ハンカチが差し出され、ありがたく涙を拭かせてもらう。
深夜ということもあって、その後「家に上がってお茶でも」という私の言葉に「この時間にお邪魔するのは」とちゃらそうな見た目に反して固辞された。
玄関前で謝礼を払う。
その際に今回のことの説明を受けた。
心霊現象というのは、気付かれたいと思っている霊に反応を示すことから始まるそうで、今回はそれが振り向くという行為だったそうだ。
不安や怯えを見せると、より気付いてくれていると実感しエスカレートする。
そうして悪化していくのだけれど、途中で素知らぬ振りをすると存在を濃くして反応を誘うそうだ。

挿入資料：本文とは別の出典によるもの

use async_trait::async_trait;
use serde::Serialize;
use sqlx::FromRow;
use time::OffsetDateTime;
use uuid::Uuid;

use crate::{db::PgStore, scope::Scope};

#[derive(Debug, Clone, Serialize, FromRow)]
#[serde(rename_all = "camelCase")]
pub struct BodyPart {
    pub id: Uuid,
    pub owner_id: Uuid,
    #[serde(rename = "scopeId")]
    pub group_id: Option<Uuid>,
    pub name: String,
    pub day: String, // weekday label, display only
    #[serde(with = "time::serde::rfc3339")]
    pub created_at: OffsetDateTime,
}

#[derive(Debug, Clone, Serialize, FromRow)]
#[serde(rename_all = "camelCase")]
pub struct Exercise {
    pub id: Uuid,
    pub owner_id: Uuid,
    #[serde(rename = "scopeId")]
    pub group_id: Option<Uuid>,
    pub body_part_id: Uuid,
    pub body_part_name: String,
    pub name: String,
    #[serde(with = "time::serde::rfc3339")]
    pub created_at: OffsetDateTime,
}

impl BodyPart {
    pub fn scope(&self) -> Scope {
        Scope::from(self.group_id)
    }
}

impl Exercise {
    pub fn scope(&self) -> Scope {
        Scope::from(self.group_id)
    }
}

/// Read/write access to the catalog.
///
/// Lookups take the acting user and a scope: the personal scope matches only
/// records the actor owns, a group scope matches every record of that group.
#[async_trait]
pub trait CatalogRepo: Send + Sync {
    async fn insert_body_part(&self, body_part: &BodyPart) -> anyhow::Result<()>;
    async fn insert_exercise(&self, exercise: &Exercise) -> anyhow::Result<()>;
    async fn find_body_part(
        &self,
        actor_id: Uuid,
        scope: Scope,
        id: Uuid,
    ) -> anyhow::Result<Option<BodyPart>>;
    async fn find_exercise(
        &self,
        actor_id: Uuid,
        scope: Scope,
        id: Uuid,
    ) -> anyhow::Result<Option<Exercise>>;
    /// Sorted by name.
    async fn list_body_parts(&self, actor_id: Uuid, scope: Scope) -> anyhow::Result<Vec<BodyPart>>;
    /// Sorted by name.
    async fn list_exercises(&self, actor_id: Uuid, scope: Scope) -> anyhow::Result<Vec<Exercise>>;
    /// Deletes a group exercise together with its set logs.
    async fn delete_group_exercise(&self, group_id: Uuid, id: Uuid) -> anyhow::Result<bool>;
}

/// SQL filter for `scope` on table alias `t`, using one bind at position `n`.
fn scope_filter(scope: Scope, t: &str, n: usize) -> String {
    match scope {
        Scope::Personal => format!("{t}.group_id IS NULL AND {t}.owner_id = ${n}"),
        Scope::Group(_) => format!("{t}.group_id = ${n}"),
    }
}

/// Value bound for `scope_filter`.
fn scope_bind(actor_id: Uuid, scope: Scope) -> Uuid {
    scope.group_id().unwrap_or(actor_id)
}

const EXERCISE_SELECT: &str = "SELECT e.id, e.owner_id, e.group_id, e.body_part_id, \
     b.name AS body_part_name, e.name, e.created_at \
     FROM exercises e JOIN body_parts b ON b.id = e.body_part_id";

#[async_trait]
impl CatalogRepo for PgStore {
    async fn insert_body_part(&self, bp: &BodyPart) -> anyhow::Result<()> {
        sqlx::query(
            r#"
            INSERT INTO body_parts (id, owner_id, group_id, name, day, created_at)
            VALUES ($1, $2, $3, $4, $5, $6)
            "#,
        )
        .bind(bp.id)
        .bind(bp.owner_id)
        .bind(bp.group_id)
        .bind(&bp.name)
        .bind(&bp.day)
        .bind(bp.created_at)
        .execute(&self.pool)
        .await?;
        Ok(())
    }

    async fn insert_exercise(&self, ex: &Exercise) -> anyhow::Result<()> {
        sqlx::query(
            r#"
            INSERT INTO exercises (id, owner_id, group_id, body_part_id, name, created_at)
            VALUES ($1, $2, $3, $4, $5, $6)
            "#,
        )
        .bind(ex.id)
        .bind(ex.owner_id)
        .bind(ex.group_id)
        .bind(ex.body_part_id)
        .bind(&ex.name)
        .bind(ex.created_at)
        .execute(&self.pool)
        .await?;
        Ok(())
    }

    async fn find_body_part(
        &self,
        actor_id: Uuid,
        scope: Scope,
        id: Uuid,
    ) -> anyhow::Result<Option<BodyPart>> {
        let sql = format!(
            "SELECT b.id, b.owner_id, b.group_id, b.name, b.day, b.created_at \
             FROM body_parts b WHERE b.id = $1 AND {}",
            scope_filter(scope, "b", 2)
        );
        let row = sqlx::query_as::<_, BodyPart>(&sql)
            .bind(id)
            .bind(scope_bind(actor_id, scope))
            .fetch_optional(&self.pool)
            .await?;
        Ok(row)
    }

    async fn find_exercise(
        &self,
        actor_id: Uuid,
        scope: Scope,
        id: Uuid,
    ) -> anyhow::Result<Option<Exercise>> {
        let sql = format!(
            "{EXERCISE_SELECT} WHERE e.id = $1 AND {}",
            scope_filter(scope, "e", 2)
        );
        let row = sqlx::query_as::<_, Exercise>(&sql)
            .bind(id)
            .bind(scope_bind(actor_id, scope))
            .fetch_optional(&self.pool)
            .await?;
        Ok(row)
    }

    async fn list_body_parts(&self, actor_id: Uuid, scope: Scope) -> anyhow::Result<Vec<BodyPart>> {
        let sql = format!(
            "SELECT b.id, b.owner_id, b.group_id, b.name, b.day, b.created_at \
             FROM body_parts b WHERE {} ORDER BY b.name ASC",
            scope_filter(scope, "b", 1)
        );
        let rows = sqlx::query_as::<_, BodyPart>(&sql)
            .bind(scope_bind(actor_id, scope))
            .fetch_all(&self.pool)
            .await?;
        Ok(rows)
    }

    async fn list_exercises(&self, actor_id: Uuid, scope: Scope) -> anyhow::Result<Vec<Exercise>> {
        let sql = format!(
            "{EXERCISE_SELECT} WHERE {} ORDER BY e.name ASC",
            scope_filter(scope, "e", 1)
        );
        let rows = sqlx::query_as::<_, Exercise>(&sql)
            .bind(scope_bind(actor_id, scope))
            .fetch_all(&self.pool)
            .await?;
        Ok(rows)
    }

    async fn delete_group_exercise(&self, group_id: Uuid, id: Uuid) -> anyhow::Result<bool> {
        // set_logs cascade on the exercise foreign key
        let res = sqlx::query("DELETE FROM exercises WHERE id = $1 AND group_id = $2")
            .bind(id)
            .bind(group_id)
            .execute(&self.pool)
            .await?;
        Ok(res.rows_affected() == 1)
    }
}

解決するにはその瞬間が狙い目で、今回は私の肩に触れたタイミングがそれだった。
「力のある霊媒師なら、そんなことは関係なく祓えるだろうけど、僕は半人前だから」
そう苦笑しながら言っていた。
今後のアドバイスも貰った。
夜道で振り返るのは今回初めて振り返った場所では絶対にしないこと。
そこ以外はいいらしい。
「変態も怖いからね」
その言に久しぶりに声を出して笑った。
私の顔を見て、彼は微笑むと去っていった。
これが私の生涯一度きりの恐怖体験である。